Leslie Bricusse passed away suddenly last October at the age 90 and we tribute his memory and his artistic achievements with this podcast episode featuring Film Music Producer and Historian Mike Matessino, who worked on several restorations of Bricusse’s scores (Doctor Dolittle and Goodbye, Mr. Chips, among others) and was also a personal friend, offering an in-depth overview of Leslie’s career, his most important works and his collaborations with John Williams.

Born and raised in London, Leslie Bricusse showed inclination and prowess for theatre and music from an early age. He attended University College School and Caius College, Cambridge. At Cambridge, he was president of both the University Footlights Revue and the Musical Comedy Club. While there, he composed his first musical and worked for several years as a screenwriter before seeing some of his songs become British pop hits in the late 1950s. In 1961, he started a unique and fruitful artistic partnership with actor, singer and songwriter Anthony Newley for the innovative hit musical Stop the World – I Want to Get Off. Some of the songs in the show (“What Kind of Fool Am I?” and “Once in a Lifetime”) became popular hits and were later recorded by such singers as Sammy Davis, Jr. In 1962, Bricusse collaborated with composer Cyril Ornadel on the musical Pickwick and then reunited with Newley for The Roar of the Greasepaint – The Smell of the Crowd (featuring the song “Feeling Good,” subsequently immortalized by black American female singer Nina Simone), which was welcomed with great acclaim by the London audience. Newley and Bricusse (who nicknamed themselves as “Brickman and Newburg”) then started to write songs together for the movies as well, including the now-iconic “Goldfinger,” for the eponymous 1964 James Bond film score composed by John Barry.

The title song for the third film of the James Bond series, “Goldfinger” (1964), with music by John Barry and lyrics by Leslie Bricusse & Anthony Newley
Leslie Bricusse and Anthony Newley, a.k.a. “Brickman & Newburg”
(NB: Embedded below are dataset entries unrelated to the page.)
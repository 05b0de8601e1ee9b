use crate::events::{EventStore, StoreError};
use crate::lifecycle::{is_shutting_down, Activity, LifeCycle, ShutdownSubscription};
use crate::metrics;
use anyhow::Context;
use async_trait::async_trait;
use futures::future::join_all;
use parking_lot::Mutex;
use relay_log_types::Event;
use std::sync::Arc;
use std::time::Duration;
use tokio::task::JoinHandle;

/// How many unforwarded events one cycle picks up
const MAX_BATCH: usize = 10;
/// How long to sleep when the store has nothing for us
const EMPTY_SLEEP: Duration = Duration::from_secs(1);

/// Delivers an event body to the operator's endpoint and hands back the
/// full response body. Abstracted so tests can observe exactly what
/// would hit the wire.
#[async_trait]
pub trait EventPoster: Send + Sync {
    async fn post(&self, url: &str, body: String) -> anyhow::Result<String>;
}

pub struct ReqwestPoster {
    client: reqwest::Client,
}

impl ReqwestPoster {
    pub fn new() -> Self {
        Self {
            client: reqwest::Client::new(),
        }
    }
}

#[async_trait]
impl EventPoster for ReqwestPoster {
    async fn post(&self, url: &str, body: String) -> anyhow::Result<String> {
        let response = self
            .client
            .post(url)
            .header(reqwest::header::CONTENT_TYPE, "text/json")
            .body(body)
            .send()
            .await
            .with_context(|| format!("POST {url}"))?;
        // the endpoint signals acceptance through the body, not the
        // status code
        response.text().await.context("reading response body")
    }
}

pub(crate) enum CycleOutcome {
    /// Nothing was waiting; sleep before the next look
    Idle,
    Forwarded(usize),
}

/// Ships durable events to the operator-configured HTTP endpoint with
/// at-least-once semantics: an event only stops being offered once the
/// endpoint has answered with a `.`-prefixed body and the `forwarded`
/// bit has been persisted.
pub struct EventHttpForwarder {
    url: Option<String>,
    store: Arc<dyn EventStore>,
    poster: Arc<dyn EventPoster>,
    stop_tx: tokio::sync::watch::Sender<bool>,
    worker: Mutex<Option<JoinHandle<()>>>,
}

impl EventHttpForwarder {
    pub fn new(
        url: Option<String>,
        store: Arc<dyn EventStore>,
        poster: Arc<dyn EventPoster>,
    ) -> Arc<Self> {
        let (stop_tx, _) = tokio::sync::watch::channel(false);
        Arc::new(Self {
            url,
            store,
            poster,
            stop_tx,
            worker: Mutex::new(None),
        })
    }

    /// Spawn the forwarder worker iff an endpoint is configured
    pub fn start(self: &Arc<Self>) -> anyhow::Result<()> {
        let Some(url) = self.url.clone() else {
            tracing::info!("event forwarding is not configured");
            return Ok(());
        };
        let activity = Activity::get()?;
        let me = Arc::clone(self);
        let handle = tokio::spawn(async move { me.run_loop(url, activity).await });
        self.worker.lock().replace(handle);
        Ok(())
    }

    /// Set the stop flag and block until the worker observes it.
    /// The in-flight cycle runs to completion first.
    pub async fn stop(&self) {
        self.stop_tx.send(true).ok();
        let worker = self.worker.lock().take();
        if let Some(worker) = worker {
            worker.await.ok();
        }
    }

    async fn run_loop(self: Arc<Self>, url: String, _activity: Activity) {
        let mut stop_rx = self.stop_tx.subscribe();
        let mut shutdown = ShutdownSubscription::get();
        tracing::info!("event forwarder running, posting to {url}");
        loop {
            if *stop_rx.borrow() || is_shutting_down() {
                break;
            }
            match self.run_once(&url).await {
                Ok(CycleOutcome::Forwarded(count)) => {
                    tracing::trace!("forwarded {count} events");
                }
                Ok(CycleOutcome::Idle) => {
                    tokio::select! {
                        _ = tokio::time::sleep(EMPTY_SLEEP) => {}
                        _ = stop_rx.changed() => {}
                        _ = shutdown.shutting_down() => {}
                    }
                }
                Err(err) => {
                    // Per-event trouble is retried next cycle; a failure
                    // of the loop itself takes the whole process down
                    tracing::error!("event forwarder cannot continue: {err:#}");
                    LifeCycle::request_shutdown().await;
                    break;
                }
            }
        }
        tracing::info!("event forwarder stopped");
    }

    /// One fetch-and-forward cycle. The batch fans out concurrently,
    /// bounded by the batch size itself.
    pub(crate) async fn run_once(&self, url: &str) -> anyhow::Result<CycleOutcome> {
        let batch = match self.store.events_to_forward(MAX_BATCH).await {
            Ok(events) if events.is_empty() => return Ok(CycleOutcome::Idle),
            Ok(events) => events,
            // some stores say "nothing matched" with an error
            Err(StoreError::Empty) => return Ok(CycleOutcome::Idle),
            Err(StoreError::Other(err)) => {
                return Err(err.context("fetching events to forward"))
            }
        };

        let results = join_all(
            batch
                .into_iter()
                .map(|event| self.forward_one(url, event)),
        )
        .await;
        Ok(CycleOutcome::Forwarded(
            results.into_iter().filter(|forwarded| *forwarded).count(),
        ))
    }

    /// Returns true when the event was acknowledged and marked.
    /// Every failure path leaves the event unforwarded so the next
    /// cycle offers it again.
    async fn forward_one(&self, url: &str, mut event: Event) -> bool {
        if *self.stop_tx.borrow() {
            return false;
        }

        let body = match event.wire_json() {
            Ok(body) => body,
            Err(err) => {
                tracing::error!("failed to serialize event {}: {err:#}", event.id);
                metrics::EVENT_FORWARD_ERRORS.inc();
                return false;
            }
        };

        match self.poster.post(url, body).await {
            Ok(response) if response.trim_start().starts_with('.') => {
                event.forwarded = true;
                match self.store.save(event).await {
                    Ok(()) => {
                        metrics::EVENTS_FORWARDED.inc();
                        true
                    }
                    Err(err) => {
                        tracing::error!("failed to persist the forwarded flag: {err:#}");
                        metrics::EVENT_FORWARD_ERRORS.inc();
                        false
                    }
                }
            }
            Ok(response) => {
                tracing::warn!(
                    "endpoint did not accept event {}: {:?}",
                    event.id,
                    response.chars().take(128).collect::<String>()
                );
                metrics::EVENT_FORWARD_ERRORS.inc();
                false
            }
            Err(err) => {
                tracing::error!("failed to forward event {}: {err:#}", event.id);
                metrics::EVENT_FORWARD_ERRORS.inc();
                false
            }
        }
    }
}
The success in London’s West End and on Broadway soon brought Leslie Bricusse and Tony Newley to Hollywood, where they were assigned to work on an original film musical based on Doctor Dolittle. The film was produced by Arthur P. Jacobs for 20th Century Fox and was an ambitious project in every department. Bricusse provided a lovely and inspired song score, which was adapted and richly orchestrated by Alexander Courage (together with a team of Hollywood’s finest arrangers and orchestrators, including Herbert Spencer and Arthur Morton, and Bricusse & Newley’s regular collaborator Ian Fraser), under the supervision of 20th Century Fox’s music department head of Lionel Newman.

Music supervisor/conductor Lionel Newman, composer/lyricist Leslie Bricusse, arranger/orchestrator Sandy Courage and arranger Ian Fraser during the recording of Doctor Dolittle (1967) Photo © 20th Century Fox Film Corp.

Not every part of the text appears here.